Chi è Filippo Blengino e cosa ha fatto per dimostrare che il nuovo codice della strada non salva vite

Filippo Blengino, segretario dei Radicali Italiani, sfida il nuovo Codice della Strada con una trasgressione civile contro norme ingiuste.

Io mi voglio autodenunciare, sto violando il codice della strada“, inizia così, nel video pubblicato sui suoi profili social, Filippo Blengino, il segretario dei Radicali Italiani.

Blengino ha recentemente sfidato il nuovo Codice della Strada voluto dal ministro Matteo Salvini con un gesto di forte impatto, fumando cannabis e passate 24 ore dal consumo si è messo alla guida per poi autodenunciarsi.

La sua azione, che lo ha portato a subire la revoca della patente e a rischiare una pena fino a un anno di carcere e una multa di 6.000 euro, non è stata un atto sconsiderato, bensì un esempio di disobbedienza civile studiato per evidenziare le problematiche di una normativa che egli considera ingiusta e incostituzionale.

La normativa contestata

Il nuovo Codice della Strada prevede il ritiro immediato della patente per chi risulti positivo a test per sostanze stupefacenti, indipendentemente dal fatto che al momento della guida sia o meno in stato di alterazione psicofisica. Secondo Blengino, questa legge trasforma un illecito amministrativo in un reato penale, punendo indiscriminatamente anche chi è perfettamente lucido.

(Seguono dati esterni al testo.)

// Copyright 2026 Hypermesh Foundation. All rights reserved.
// Forecast Scoring Engine - Reference Price Path Simulator
//
// Geometric random walk: per-step percentage returns are drawn from
// N(0, sigma * sqrt(dt)) with sigma quoted per hour, and compounded onto the
// anchor price. An ensemble of such paths is the canonical probabilistic
// forecast shape.

use chrono::{DateTime, Utc};
use rand::{Rng, SeedableRng};
use rand_chacha::ChaCha8Rng;
use rand_distr::StandardNormal;
use serde::{Deserialize, Serialize};

use crate::error::ScoringError;
use crate::types::AssetSymbol;

// ─── Constants ──────────────────────────────────────────────────────────────

/// Volatility is expressed per hour.
pub const SECONDS_PER_HOUR: f64 = 3600.0;

/// Floor applied to each step's growth factor `1 + r`. A normal draw below
/// -100% would otherwise flip the path negative.
pub const MIN_STEP_FACTOR: f64 = 1e-9;

// ─── Request ────────────────────────────────────────────────────────────────

/// What a forecast prompt asks for: `num_paths` paths of `time_length`
/// seconds sampled every `time_increment` seconds from `start_time`.
#[derive(Debug, Clone, PartialEq, Serialize, Deserialize)]
pub struct SimulationRequest {
    pub asset: AssetSymbol,
    pub time_increment: u64,
    pub time_length: u64,
    pub num_paths: usize,
    pub start_time: DateTime<Utc>,
}

impl SimulationRequest {
    /// Number of simulated steps (points per path minus the anchor).
    pub fn num_steps(&self) -> usize {
        if self.time_increment == 0 {
            return 0;
        }
        (self.time_length / self.time_increment) as usize
    }

    pub fn validate(&self) -> Result<(), ScoringError> {
        if self.time_increment == 0 {
            return Err(ScoringError::InvalidSimulation(
                "time_increment must be > 0".to_string(),
            ));
        }
        if self.time_length == 0 {
            return Err(ScoringError::InvalidSimulation(
                "time_length must be > 0".to_string(),
            ));
        }
        if self.time_length % self.time_increment != 0 {
            return Err(ScoringError::InvalidSimulation(format!(
                "time_length {} is not a multiple of time_increment {}",
                self.time_length, self.time_increment
            )));
        }
        if self.num_paths == 0 {
            return Err(ScoringError::InvalidSimulation(
                "num_paths must be > 0".to_string(),
            ));
        }
        Ok(())
    }
}

// ─── Ensemble ───────────────────────────────────────────────────────────────

/// `num_paths` price paths of equal length. Immutable once built.
#[derive(Debug, Clone, PartialEq, Serialize, Deserialize)]
pub struct PathEnsemble {
    time_increment: u64,
    paths: Vec<Vec<f64>>,
}

impl PathEnsemble {
    pub fn new(time_increment: u64, paths: Vec<Vec<f64>>) -> Self {
        Self { time_increment, paths }
    }

    pub fn time_increment(&self) -> u64 {
        self.time_increment
    }

    pub fn paths(&self) -> &[Vec<f64>] {
        &self.paths
    }

    pub fn num_paths(&self) -> usize {
        self.paths.len()
    }

    /// Points per path, anchor included.
    pub fn num_points(&self) -> usize {
        self.paths.first().map_or(0, Vec::len)
    }

    /// Cross-section of all paths at one step.
    pub fn prices_at(&self, step: usize) -> Vec<f64> {
        self.paths.iter().filter_map(|p| p.get(step).copied()).collect()
    }

    pub fn terminal_prices(&self) -> Vec<f64> {
        self.paths.iter().filter_map(|p| p.last().copied()).collect()
    }
}

// ─── Sampling ───────────────────────────────────────────────────────────────

/// Simulate one price path of `time_length / time_increment + 1` points.
///
/// The horizon is truncated by integer division when it is not a multiple of
/// the increment. Element 0 is exactly `current_price`.
pub fn simulate_single_price_path<R: Rng + ?Sized>(
    rng: &mut R,
    current_price: f64,
    time_increment: u64,
    time_length: u64,
    sigma: f64,
) -> Vec<f64> {
    if time_increment == 0 {
        return vec![current_price];
    }
    let dt = time_increment as f64 / SECONDS_PER_HOUR;
    let num_steps = (time_length / time_increment) as usize;
    let std_dev = sigma * dt.sqrt();

    let mut path = Vec::with_capacity(num_steps + 1);
    path.push(current_price);
    let mut cumulative = 1.0_f64;
    for _ in 0..num_steps {
        let z: f64 = rng.sample(StandardNormal);
        cumulative *= (1.0 + std_dev * z).max(MIN_STEP_FACTOR);
        path.push(current_price * cumulative);
    }
    path
}

/// Simulate `num_paths` independent paths from a caller-supplied generator.
pub fn simulate_price_paths_with_rng<R: Rng + ?Sized>(
    rng: &mut R,
    current_price: f64,
    time_increment: u64,
    time_length: u64,
    sigma: f64,
    num_paths: usize,
) -> PathEnsemble {
    let paths = (0..num_paths)
        .map(|_| simulate_single_price_path(rng, current_price, time_increment, time_length, sigma))
        .collect();
    PathEnsemble::new(time_increment, paths)
}

/// Simulate `num_paths` independent paths from fresh entropy.
pub fn simulate_price_paths(
    current_price: f64,
    time_increment: u64,
    time_length: u64,
    sigma: f64,
    num_paths: usize,
) -> PathEnsemble {
    let mut rng = ChaCha8Rng::from_entropy();
    simulate_price_paths_with_rng(&mut rng, current_price, time_increment, time_length, sigma, num_paths)
}

// ─── PathSimulator ──────────────────────────────────────────────────────────

/// Reference generator bound to one volatility level.
#[derive(Debug, Clone, Copy, PartialEq, Serialize, Deserialize)]
pub struct PathSimulator {
    /// Hourly volatility.
    pub sigma: f64,
}

impl PathSimulator {
    pub fn new(sigma: f64) -> Result<Self, ScoringError> {
        if !sigma.is_finite() || sigma <= 0.0 {
            return Err(ScoringError::InvalidSimulation(format!(
                "sigma must be a positive finite number, got {sigma}"
            )));
        }
        Ok(Self { sigma })
    }

    /// Validate `request` and simulate it from fresh entropy.
    pub fn simulate(
        &self,
        request: &SimulationRequest,
        current_price: f64,
    ) -> Result<PathEnsemble, ScoringError> {
        let mut rng = ChaCha8Rng::from_entropy();
        self.simulate_with_rng(&mut rng, request, current_price)
    }

    pub fn simulate_with_rng<R: Rng + ?Sized>(
        &self,
        rng: &mut R,
        request: &SimulationRequest,
        current_price: f64,
    ) -> Result<PathEnsemble, ScoringError> {
        request.validate()?;
        if !current_price.is_finite() || current_price <= 0.0 {
            return Err(ScoringError::InvalidSimulation(format!(
                "current_price must be positive, got {current_price}"
            )));
        }
        tracing::debug!(
            asset = %request.asset,
            num_paths = request.num_paths,
            num_steps = request.num_steps(),
            "Simulating reference paths"
        );
        Ok(simulate_price_paths_with_rng(
            rng,
            current_price,
            request.time_increment,
            request.time_length,
            self.sigma,
            request.num_paths,
        ))
    }
}

// ─── Tests ──────────────────────────────────────────────────────────────────

#[cfg(test)]
mod tests {
    use super::*;
    use chrono::TimeZone;

    fn request(increment: u64, length: u64, paths: usize) -> SimulationRequest {
        SimulationRequest {
            asset: AssetSymbol::from("BTC"),
            time_increment: increment,
            time_length: length,
            num_paths: paths,
            start_time: Utc.with_ymd_and_hms(2025, 6, 1, 0, 0, 0).unwrap(),
        }
    }

    #[test]
    fn single_path_starts_at_anchor() {
        let mut rng = ChaCha8Rng::seed_from_u64(7);
        let path = simulate_single_price_path(&mut rng, 2600.0, 300, 3600, 0.01);
        assert_eq!(path.len(), 13);
        assert_eq!(path[0], 2600.0);
        assert!(path.iter().all(|p| *p > 0.0));
    }

    #[test]
    fn horizon_truncates_by_integer_division() {
        let mut rng = ChaCha8Rng::seed_from_u64(7);
        // 1000 / 300 = 3 steps
        let path = simulate_single_price_path(&mut rng, 10.0, 300, 1000, 0.01);
        assert_eq!(path.len(), 4);
    }

    #[test]
    fn seeded_runs_are_reproducible() {
        let a = simulate_price_paths_with_rng(&mut ChaCha8Rng::seed_from_u64(1), 100.0, 60, 600, 0.02, 5);
        let b = simulate_price_paths_with_rng(&mut ChaCha8Rng::seed_from_u64(1), 100.0, 60, 600, 0.02, 5);
        assert_eq!(a, b);
    }

    #[test]
    fn paths_do_not_share_random_state() {
        let ensemble = simulate_price_paths_with_rng(&mut ChaCha8Rng::seed_from_u64(3), 100.0, 300, 3600, 0.05, 2);
        assert_ne!(ensemble.paths()[0], ensemble.paths()[1]);
    }

    #[test]
    fn step_return_std_matches_sigma() {
        // sigma 0.06/h at 15-minute steps -> per-step std 0.03
        let mut rng = ChaCha8Rng::seed_from_u64(11);
        let ensemble = simulate_price_paths_with_rng(&mut rng, 1.0, 900, 900, 0.06, 20_000);
        let returns: Vec<f64> = ensemble.terminal_prices().iter().map(|p| p - 1.0).collect();
        let n = returns.len() as f64;
        let mean = returns.iter().sum::<f64>() / n;
        let var = returns.iter().map(|r| (r - mean).powi(2)).sum::<f64>() / (n - 1.0);
        assert!(mean.abs() < 0.002, "mean return {mean}");
        assert!((var.sqrt() - 0.03).abs() < 0.002, "std {}", var.sqrt());
    }

    #[test]
    fn extreme_sigma_stays_positive() {
        let mut rng = ChaCha8Rng::seed_from_u64(5);
        let ensemble = simulate_price_paths_with_rng(&mut rng, 50.0, 3600, 86_400, 5.0, 200);
        assert!(ensemble.paths().iter().flatten().all(|p| *p > 0.0));
    }

    #[test]
    fn request_validation() {
        assert!(request(300, 86_400, 1000).validate().is_ok());
        assert!(request(0, 86_400, 1000).validate().is_err());
        assert!(request(300, 0, 1000).validate().is_err());
        assert!(request(300, 1000, 1000).validate().is_err());
        assert!(request(300, 86_400, 0).validate().is_err());
        assert_eq!(request(300, 86_400, 1).num_steps(), 288);
    }

    #[test]
    fn simulator_rejects_bad_inputs() {
        assert!(PathSimulator::new(0.0).is_err());
        let sim = PathSimulator::new(0.01).unwrap();
        let mut rng = ChaCha8Rng::seed_from_u64(0);
        assert!(sim.simulate_with_rng(&mut rng, &request(300, 1000, 10), 100.0).is_err());
        assert!(sim.simulate_with_rng(&mut rng, &request(300, 3600, 10), -1.0).is_err());
        let ok = sim.simulate_with_rng(&mut rng, &request(300, 3600, 10), 100.0).unwrap();
        assert_eq!((ok.num_paths(), ok.num_points()), (10, 13));
        assert_eq!(ok.prices_at(0), vec![100.0; 10]);
    }
}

Infatti i test utilizzati per rilevare la presenza di sostanze come la cannabis possono risultare positivi anche a giorni di distanza dal consumo, quando ormai non c’è alcuna influenza sulla capacità di guida.

Blengino ha sottolineato che questa norma punisce chi, come lui, non rappresenta alcun pericolo per la sicurezza stradale, equiparandolo ingiustamente a chi guida sotto l’effetto di alcol o droghe.

Le conseguenze della protesta

Dopo essersi recato di persona a denunciare la sua azione alle autorità, Blengino è stato portato in caserma e poi sottoposto a controlli in ospedale. Come previsto dalla riforma, la sua patente è stata immediatamente revocata. Ora dovrà affrontare un processo penale in cui rischia una pena severa.

Nonostante le conseguenze personali, Blengino considera il suo gesto necessario per portare l’attenzione pubblica su una legge “insensata e liberticida”. La sua azione si inserisce in una tradizione di lotte per i diritti civili tipica del movimento Radicale, che utilizza la disobbedienza civile come strumento per sfidare norme che considera ingiuste.

Il messaggio politico

Secondo Blengino, il nuovo Codice della Strada non salva vite, ma al contrario calpesta la libertà individuale e la razionalità giuridica. Punire chi risulta positivo ai test, senza prove di effettiva alterazione, significa confondere la prevenzione con la repressione indiscriminata. Questa visione è condivisa anche dal presidente dei Radicali Italiani, Matteo Hallissey, che ha definito l’articolo 187 del Codice della Strada privo di fondamento giuridico.

Blengino ha dichiarato che continuerà a combattere questa normativa fino a quando non sarà dichiarata incostituzionale. Per lui, non si tratta solo di contestare una legge specifica, ma di difendere un principio più ampio, in cui la giustizia non può prescindere dal rispetto della libertà e della dignità delle persone.

La mobilitazione dei Radicali

La protesta di Blengino non è un caso isolato, ma parte di una più ampia campagna condotta dai Radicali Italiani. Attraverso ulteriori atti di disobbedienza civile e azioni legali, il movimento intende portare la questione nelle aule dei tribunali e nel dibattito pubblico.

L’obiettivo è dimostrare che l’attuale normativa non solo è inefficace nel prevenire incidenti stradali, ma viola anche i principi costituzionali di proporzionalità e ragionevolezza.

Blengino e Hallissey hanno annunciato che non si fermeranno fino a quando non sarà garantita una revisione della legge.

Un esempio di resistenza civile

Il gesto di Blengino rappresenta un esempio significativo di resistenza civile contro quella che viene percepita come un’ingiustizia legislativa. La sua azione ha già attirato l’attenzione di media e opinione pubblica, contribuendo a sollevare un dibattito sulle modalità con cui lo Stato regola la sicurezza stradale e tutela la libertà individuale.

In un contesto politico in cui la repressione tende a prevalere sulla prevenzione, Blengino ha scelto di mettere in gioco la propria libertà personale per difendere un principio. La sua protesta, indipendentemente dalle conseguenze, è destinata a lasciare un segno nella lotta per i diritti civili in Italia.